Так или иначе, задача наша определена. Нам нужно выполнить намеченное, но не выполненное самим Достоевским дело: рассказать историю перерождения его убеждений. Замечу лишь здесь, что перерождение было действительно необыкновенное. От прошлых убеждений Достоевского, от того, во что он веровал в молодости, когда впервые вошел в кружок Белинского, не осталось ни следа. Обыкновенно люди считают поверженных кумиров все же богами и оставленные храмы – храмами. Достоевский же не то что сжег – он втоптал в грязь все, чему когда-то поклонялся. Свою прежнюю веру он уже не только ненавидел – он презирал ее. Таких примеров в истории литературы немного. Новейшее время, кроме Достоевского, может назвать только Ницше. С Ницше была точно такая же история. Его разрыв с идеалами и учителями молодости был не менее резким и бурным, а вместе с тем и болезненно мучительным. Достоевский говорит о перерождении своих убеждений, у Ницше идет речь о переоценке всех ценностей. В сущности, оба выражения – лишь разные слова для обозначения одного и того же процесса.

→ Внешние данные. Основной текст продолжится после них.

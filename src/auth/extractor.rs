// SPDX-License-Identifier: AGPL-3.0-or-later
//
// Copyright (C) 2026 Relational Network

//! Axum extractor for the authenticated context.
//!
//! Use the `Auth` extractor in handlers behind the
//! [`authenticate`](super::middleware::authenticate) layer:
//!
//! ```rust,ignore
//! async fn my_handler(Auth(ctx): Auth) -> impl IntoResponse {
//!     // ctx.read_identity(), ctx.read_role()
//! }
//! ```

use axum::{extract::FromRequestParts, http::request::Parts};

use super::{AuthContext, AuthError};

/// Extractor for the [`AuthContext`] bound by the middleware.
///
/// Rejects with 401 when no context is present, i.e. when the route was
/// mounted without the authentication layer.
pub struct Auth(pub AuthContext);

impl<S> FromRequestParts<S> for Auth
where
    S: Send + Sync,
{
    type Rejection = AuthError;

    async fn from_request_parts(parts: &mut Parts, _state: &S) -> Result<Self, Self::Rejection> {
        parts
            .extensions
            .get::<AuthContext>()
            .cloned()
            .map(Auth)
            .ok_or_else(|| AuthError::unauthorized("no authentication context"))
    }
}

#[cfg(test)]
mod tests {
    use super::*;
    use crate::models::UserId;
    use axum::http::Request;

    #[tokio::test]
    async fn auth_extractor_requires_context() {
        let mut parts = Request::builder()
            .uri("/test")
            .body(())
            .unwrap()
            .into_parts()
            .0;

        let result = Auth::from_request_parts(&mut parts, &()).await;
        assert!(matches!(result, Err(AuthError::Unauthorized { .. })));
    }

    #[tokio::test]
    async fn auth_extractor_reads_extensions() {
        let mut parts = Request::builder()
            .uri("/test")
            .body(())
            .unwrap()
            .into_parts()
            .0;
        parts
            .extensions
            .insert(AuthContext::new().bind_identity(UserId(42)));

        let Auth(ctx) = Auth::from_request_parts(&mut parts, &()).await.unwrap();
        assert_eq!(ctx.read_identity(), Some(UserId(42)));
    }
}
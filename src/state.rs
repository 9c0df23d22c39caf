// SPDX-License-Identifier: AGPL-3.0-or-later
//
// Copyright (C) 2026 Relational Network

use std::sync::Arc;

use crate::auth::Signer;
use crate::store::RevocationStore;
use crate::users::UserRepository;

#[derive(Clone)]
pub struct AppState {
    pub signer: Arc<Signer>,
    /// Same store the signer uses; the middleware reads it again after
    /// validation and logout deletes from it.
    pub store: Arc<dyn RevocationStore>,
    pub users: Arc<dyn UserRepository>,
}

impl AppState {
    pub fn new(signer: Signer, users: Arc<dyn UserRepository>) -> Self {
        let store = signer.store().clone();
        Self {
            signer: Arc::new(signer),
            store,
            users,
        }
    }
}
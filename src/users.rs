// SPDX-License-Identifier: AGPL-3.0-or-later
//
// Copyright (C) 2026 Relational Network

//! # User Directory
//!
//! Owns user records and their identities. The auth layer only needs two
//! operations: create a user at registration and look one up by name at
//! login. Passwords are stored as bcrypt hashes.

use std::collections::HashMap;
use std::sync::atomic::{AtomicI64, Ordering};

use async_trait::async_trait;
use thiserror::Error;
use tokio::sync::RwLock;

use crate::models::{User, UserId};

#[derive(Debug, Error)]
pub enum UserError {
    #[error("user '{0}' already exists")]
    AlreadyExists(String),

    #[error("user '{0}' not found")]
    NotFound(String),

    #[error("failed to hash password: {0}")]
    Hash(#[from] bcrypt::BcryptError),
}

/// Storage for registered users.
#[async_trait]
pub trait UserRepository: Send + Sync {
    /// Create a user, hashing `password`. Names are unique.
    async fn add(&self, name: &str, password: &str, role: &str) -> Result<User, UserError>;

    async fn find_by_name(&self, name: &str) -> Result<User, UserError>;
}

/// Process-local [`UserRepository`].
pub struct InMemoryUserRepository {
    users: RwLock<HashMap<String, User>>,
    next_id: AtomicI64,
    bcrypt_cost: u32,
}

impl Default for InMemoryUserRepository {
    fn default() -> Self {
        Self::new()
    }
}

impl InMemoryUserRepository {
    pub fn new() -> Self {
        Self::with_cost(bcrypt::DEFAULT_COST)
    }

    /// Use a specific bcrypt cost. Tests pass the minimum (4).
    pub fn with_cost(bcrypt_cost: u32) -> Self {
        Self {
            users: RwLock::new(HashMap::new()),
            next_id: AtomicI64::new(1),
            bcrypt_cost,
        }
    }
}

#[async_trait]
impl UserRepository for InMemoryUserRepository {
    async fn add(&self, name: &str, password: &str, role: &str) -> Result<User, UserError> {
        if self.users.read().await.contains_key(name) {
            return Err(UserError::AlreadyExists(name.to_string()));
        }

        // Hash outside the write lock.
        let password_hash = bcrypt::hash(password, self.bcrypt_cost)?;

        let mut users = self.users.write().await;
        if users.contains_key(name) {
            return Err(UserError::AlreadyExists(name.to_string()));
        }
        let user = User {
            id: UserId(self.next_id.fetch_add(1, Ordering::Relaxed)),
            name: name.to_string(),
            password_hash,
            role: role.to_string(),
        };
        users.insert(user.name.clone(), user.clone());

        tracing::info!(user_id = %user.id, name = %user.name, "registered user");
        Ok(user)
    }

    async fn find_by_name(&self, name: &str) -> Result<User, UserError> {
        self.users
            .read()
            .await
            .get(name)
            .cloned()
            .ok_or_else(|| UserError::NotFound(name.to_string()))
    }
}
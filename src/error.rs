//! Error types for ratelock.

use thiserror::Error;

use crate::ratelimit::AdjustError;

/// Main error type for ratelock operations.
#[derive(Error, Debug)]
pub enum RateLockError {
    /// Configuration-related errors
    #[error("Configuration error: {0}")]
    Config(String),

    /// Wait limit adjustment errors
    #[error("Adjustment error: {0}")]
    Adjust(#[from] AdjustError),

    /// I/O errors
    #[error("I/O error: {0}")]
    Io(#[from] std::io::Error),
}

/// Result type alias for ratelock operations.
pub type Result<T> = std::result::Result<T, RateLockError>;
//! Ratelock - Rate Limited Exclusive Locking
//!
//! This crate implements a mutual-exclusion lock whose acquisition rate is
//! throttled by a token bucket. The bucket's refill interval can be grown
//! and shrunk through pluggable policies, either directly or by a background
//! control loop that reacts to contention.

pub mod config;
pub mod control;
pub mod driver;
pub mod error;
pub mod ratelimit;
impl RateLimiter {
    /// Create a limiter with `tokens` available out of `max_tokens`, earning
    /// one token per `wait_limit`.
    pub fn new(tokens: u64, max_tokens: u64, wait_limit: Duration, unit: Duration) -> Self {
        Self {
            bucket: Mutex::new(Bucket::new(
                tokens,
                max_tokens,
                wait_limit,
                unit,
                Instant::now(),
            )),
            refilled: Condvar::new(),
            held: Mutex::new(false),
            released: Condvar::new(),
            waiting: AtomicUsize::new(0),
        }
    }

    /// Create a limiter from configuration.
    pub fn from_config(config: &LimiterConfig) -> Self {
        Self::new(
            config.initial_tokens,
            config.max_tokens,
            config.wait_limit(),
            config.unit(),
        )
    }

    /// Acquire at a cost of one token.
    pub fn acquire(&self) {
        self.acquire_with_cost(1);
    }

    /// Block until `cost` tokens can be spent and the lock is free.
    ///
    /// Requests costing more than the capacity are admitted once the bucket
    /// is full and spend the whole bucket. A cost of zero still needs one
    /// token to be available but spends none.
    pub fn acquire_with_cost(&self, cost: u64) {
        let mut bucket = self.bucket.lock();
        let mut parked = false;

        loop {
            let now = Instant::now();
            if bucket.try_take(cost, now) {
                trace!(cost, remaining = bucket.tokens(), "Tokens spent");
                break;
            }

            if !parked {
                parked = true;
                self.waiting.fetch_add(1, Ordering::SeqCst);
            }

            let wait = bucket.time_to_next_token(now);
            trace!(
                cost,
                available = bucket.tokens(),
                wait_ms = wait.as_millis() as u64,
                "Waiting for tokens"
            );
            self.refilled.wait_for(&mut bucket, wait);
        }

        if parked {
            self.waiting.fetch_sub(1, Ordering::SeqCst);
        }

        // Take the exclusion lock before letting go of the bookkeeping lock
        let mut held = self.held.lock();
        while *held {
            self.released.wait(&mut held);
        }
        *held = true;
        drop(held);
        drop(bucket);

        debug!(cost, "Rate limited lock acquired");
    }

    /// Acquire at a cost of one token, returning a guard that releases on drop.
    pub fn lock(&self) -> RateLimitGuard<'_> {
        self.lock_with_cost(1)
    }

    /// Acquire at `cost`, returning a guard that releases on drop.
    pub fn lock_with_cost(&self, cost: u64) -> RateLimitGuard<'_> {
        self.acquire_with_cost(cost);
        RateLimitGuard { limiter: self }
    }

    /// Take the lock without blocking.
    ///
    /// Succeeds only when `cost` tokens are available and nobody holds the
    /// lock; on failure no tokens are spent.
    pub fn try_lock_with_cost(&self, cost: u64) -> Option<RateLimitGuard<'_>> {
        let mut bucket = self.bucket.lock();
        let mut held = self.held.lock();

        if *held || !bucket.try_take(cost, Instant::now()) {
            return None;
        }
        *held = true;

        Some(RateLimitGuard { limiter: self })
    }

    /// Release the exclusion lock. Token state is untouched.
    pub fn release(&self) {
        let mut held = self.held.lock();
        if !*held {
            warn!("Release called on a rate limited lock that is not held");
        }
        *held = false;
        drop(held);

        self.released.notify_one();
    }

    /// Top up the token pool, capped at capacity.
    pub fn add_tokens(&self, tokens: u64) {
        let mut bucket = self.bucket.lock();
        bucket.add_tokens(tokens);
        debug!(added = tokens, available = bucket.tokens(), "Tokens added");
        drop(bucket);

        self.refilled.notify_all();
    }

    /// Replace the refill interval. Tokens and the last acquisition time are
    /// left alone.
    pub fn set_limit(&self, limit: Duration) {
        self.bucket.lock().set_wait_limit(limit);
        self.refilled.notify_all();
    }

    /// Replace the unit the adjustment policy scales against.
    pub fn set_unit(&self, unit: Duration) {
        self.bucket.lock().set_unit(unit);
    }

    /// Grow the refill interval using `changer`.
    ///
    /// A failing changer is logged and the interval is kept.
    pub fn increase_limit(&self, changer: &dyn LimitChanger) -> Duration {
        self.adjust_limit("increase", |bucket| {
            changer.increase(bucket.wait_limit(), bucket)
        })
    }

    /// Shrink the refill interval using `changer`.
    ///
    /// A failing changer is logged and the interval is kept.
    pub fn decrease_limit(&self, changer: &dyn LimitChanger) -> Duration {
        self.adjust_limit("decrease", |bucket| {
            changer.decrease(bucket.wait_limit(), bucket)
        })
    }

    /// Grow the refill interval with the built-in [`LimitChange`] policy.
    pub fn increase(&self) -> Duration {
        self.increase_limit(&LimitChange)
    }

    /// Shrink the refill interval with the built-in [`LimitChange`] policy.
    pub fn decrease(&self) -> Duration {
        self.decrease_limit(&LimitChange)
    }

    fn adjust_limit<F>(&self, direction: &'static str, change: F) -> Duration
    where
        F: FnOnce(&Bucket) -> Result<Duration, AdjustError>,
    {
        let mut bucket = self.bucket.lock();
        let previous = bucket.wait_limit();

        let limit = match change(&bucket) {
            Ok(limit) => {
                bucket.set_wait_limit(limit);
                debug!(
                    direction,
                    previous_ms = previous.as_secs_f64() * 1000.0,
                    limit_ms = limit.as_secs_f64() * 1000.0,
                    "Wait limit adjusted"
                );
                limit
            }
            Err(e) => {
                warn!(direction, error = %e, "Failed to adjust wait limit");
                previous
            }
        };
        drop(bucket);

        self.refilled.notify_all();
        limit
    }

    /// Current bookkeeping, with elapsed time credited.
    pub fn snapshot(&self) -> LimiterSnapshot {
        let mut bucket = self.bucket.lock();
        bucket.refresh(Instant::now());

        LimiterSnapshot {
            tokens: bucket.tokens(),
            max_tokens: bucket.max_tokens(),
            wait_limit: bucket.wait_limit(),
            unit: bucket.unit(),
        }
    }

    /// When the last successful acquisition happened.
    pub fn last_acquire(&self) -> Instant {
        self.bucket.lock().last_acquire()
    }

    /// Number of callers currently waiting for tokens.
    pub fn waiting(&self) -> usize {
        self.waiting.load(Ordering::SeqCst)
    }

    /// Whether some caller holds the exclusion lock.
    pub fn is_locked(&self) -> bool {
        *self.held.lock()
    }
}

impl Limiter for RateLimiter {
    fn acquire_with_cost(&self, cost: u64) {
        RateLimiter::acquire_with_cost(self, cost)
    }

    fn release(&self) {
        RateLimiter::release(self)
    }

    fn add_tokens(&self, tokens: u64) {
        RateLimiter::add_tokens(self, tokens)
    }

    fn set_limit(&self, limit: Duration) {
        RateLimiter::set_limit(self, limit)
    }

    fn increase_limit(&self, changer: &dyn LimitChanger) -> Duration {
        RateLimiter::increase_limit(self, changer)
    }

    fn decrease_limit(&self, changer: &dyn LimitChanger) -> Duration {
        RateLimiter::decrease_limit(self, changer)
    }
}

Если взять во внимание это обстоятельство, то, пожалуй, теперь не покажется странным, что Ницше имел такое высокое мнение о Достоевском. Вот его подлинные слова: «Достоевский, это – единственный психолог, у которого я мог кой-чему научиться; знакомство с ним я причисляю к прекраснейшим удачам моей жизни». Ницше признал в Достоевском своего родного человека.

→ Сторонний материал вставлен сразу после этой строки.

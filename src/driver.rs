//! Contention driver.
//!
//! Runs a pool of worker threads that repeatedly take and release a limiter,
//! recording how many of them were ever inside the lock at once.

use std::sync::atomic::{AtomicBool, AtomicUsize, Ordering};
use std::thread;
use std::time::{Duration, Instant};

use rand::Rng;
use tracing::{debug, info};

use crate::config::DriverConfig;
use crate::ratelimit::Limiter;

/// Outcome of a driver run.
#[derive(Debug, Clone, Copy, PartialEq, Eq)]
pub struct DriverReport {
    /// Acquire/release pairs that completed
    pub completed: usize,
    /// Highest number of workers observed inside the lock at once
    pub max_concurrent: usize,
    /// Wall time of the whole run
    pub elapsed: Duration,
    /// Whether the run was cut short by the stop flag
    pub stopped: bool,
}

/// Cost paid by a worker: even workers pay one token, odd workers pay
/// `config.cost`.
fn worker_cost(worker: usize, config: &DriverConfig) -> u64 {
    if worker % 2 == 0 {
        1
    } else {
        config.cost
    }
}

/// Drive `limiter` with `config.workers` threads until every worker has done
/// `config.iterations` acquire/release pairs or `stop` is set.
///
/// `stop` is checked between iterations; a worker already waiting for the
/// lock finishes that iteration first.
pub fn run<L: Limiter>(limiter: &L, config: &DriverConfig, stop: &AtomicBool) -> DriverReport {
    let inside = AtomicUsize::new(0);
    let max_concurrent = AtomicUsize::new(0);
    let completed = AtomicUsize::new(0);
    let started = Instant::now();

    info!(
        workers = config.workers,
        iterations = config.iterations,
        cost = config.cost,
        "Starting contention driver"
    );

    thread::scope(|scope| {
        for worker in 0..config.workers {
            let inside = &inside;
            let max_concurrent = &max_concurrent;
            let completed = &completed;
            let cost = worker_cost(worker, config);

            scope.spawn(move || {
                let mut rng = rand::thread_rng();

                for iteration in 0..config.iterations {
                    if stop.load(Ordering::SeqCst) {
                        break;
                    }

                    limiter.acquire_with_cost(cost);
                    let now_inside = inside.fetch_add(1, Ordering::SeqCst) + 1;
                    max_concurrent.fetch_max(now_inside, Ordering::SeqCst);

                    debug!(worker, iteration, cost, "Worker inside");
                    if config.hold_ms > 0 {
                        thread::sleep(Duration::from_millis(rng.gen_range(0..=config.hold_ms)));
                    }

                    inside.fetch_sub(1, Ordering::SeqCst);
                    limiter.release();
                    completed.fetch_add(1, Ordering::SeqCst);
                }
            });
        }
    });

    let report = DriverReport {
        completed: completed.load(Ordering::SeqCst),
        max_concurrent: max_concurrent.load(Ordering::SeqCst),
        elapsed: started.elapsed(),
        stopped: stop.load(Ordering::SeqCst),
    };

    info!(
        completed = report.completed,
        max_concurrent = report.max_concurrent,
        elapsed_ms = report.elapsed.as_millis() as u64,
        "Contention driver finished"
    );

    report
}

/// Let every worker parked for tokens through so a stopped run can finish.
///
/// Drops the refill interval to zero, which refills the bucket on each pass
/// and wakes parked waiters. Pair with setting the stop flag, or the workers
/// will carry on unthrottled.
pub fn drain<L: Limiter>(limiter: &L) {
    info!("Draining workers waiting for tokens");
    limiter.set_limit(Duration::ZERO);
}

И точно, если людей сближает, роднит не общность происхождения, не совместное жительство или сходство характеров, а одинаковость внутреннего опыта, то Ницше и Достоевский без преувеличения могут быть названы братьями, даже братьями близнецами. Я думаю, что если бы они жили вместе, то ненавидели бы друг друга той особенной ненавистью, которую стали питать один к другому Кириллов и Шатов (в «Бесах») после совместного американского путешествия, во время которого им пришлось впроголодь пролежать вместе четыре месяца в сарае. Но Ницше узнал Достоевского только по его книгам и тогда, когда его уже не было в живых. Мертвому же можно все простить – даже и то, что он знает тайну, открывшуюся Кириллову и Шатову в сарае. Он не выдаст…
Однако Ницше ошибся. Никто в такой мере не может выдать его, как именно Достоевский. Правда, и обратно: многое, что было темно в Достоевском, разъясняется сочинениями Ницше. На первый раз отметим одно поразительное обстоятельство. Достоевский, как известно, любил пророчествовать. Охотнее всего он предсказывал, что России суждено вернуть Европе забытую там идею всечеловеческого братства. Одним из первых русских людей, приобретших влияние на европейцев, был сам Достоевский. И что же, привилась его проповедь? О ней поговорили, ей даже удивлялись – но ее забыли. Первый дар, который Европа с благодарностью приняла от России, была «психология» Достоевского, т. е. подпольный человек, с его разновидностями, Раскольниковыми, Карамазовыми, Кирилловыми. Не правда ли, какая глубокая ирония судьбы? Но судьба охотнее всего смеется над идеалами и пророчествами смертных – и, нужно думать, в этом сказывается ее великая мудрость.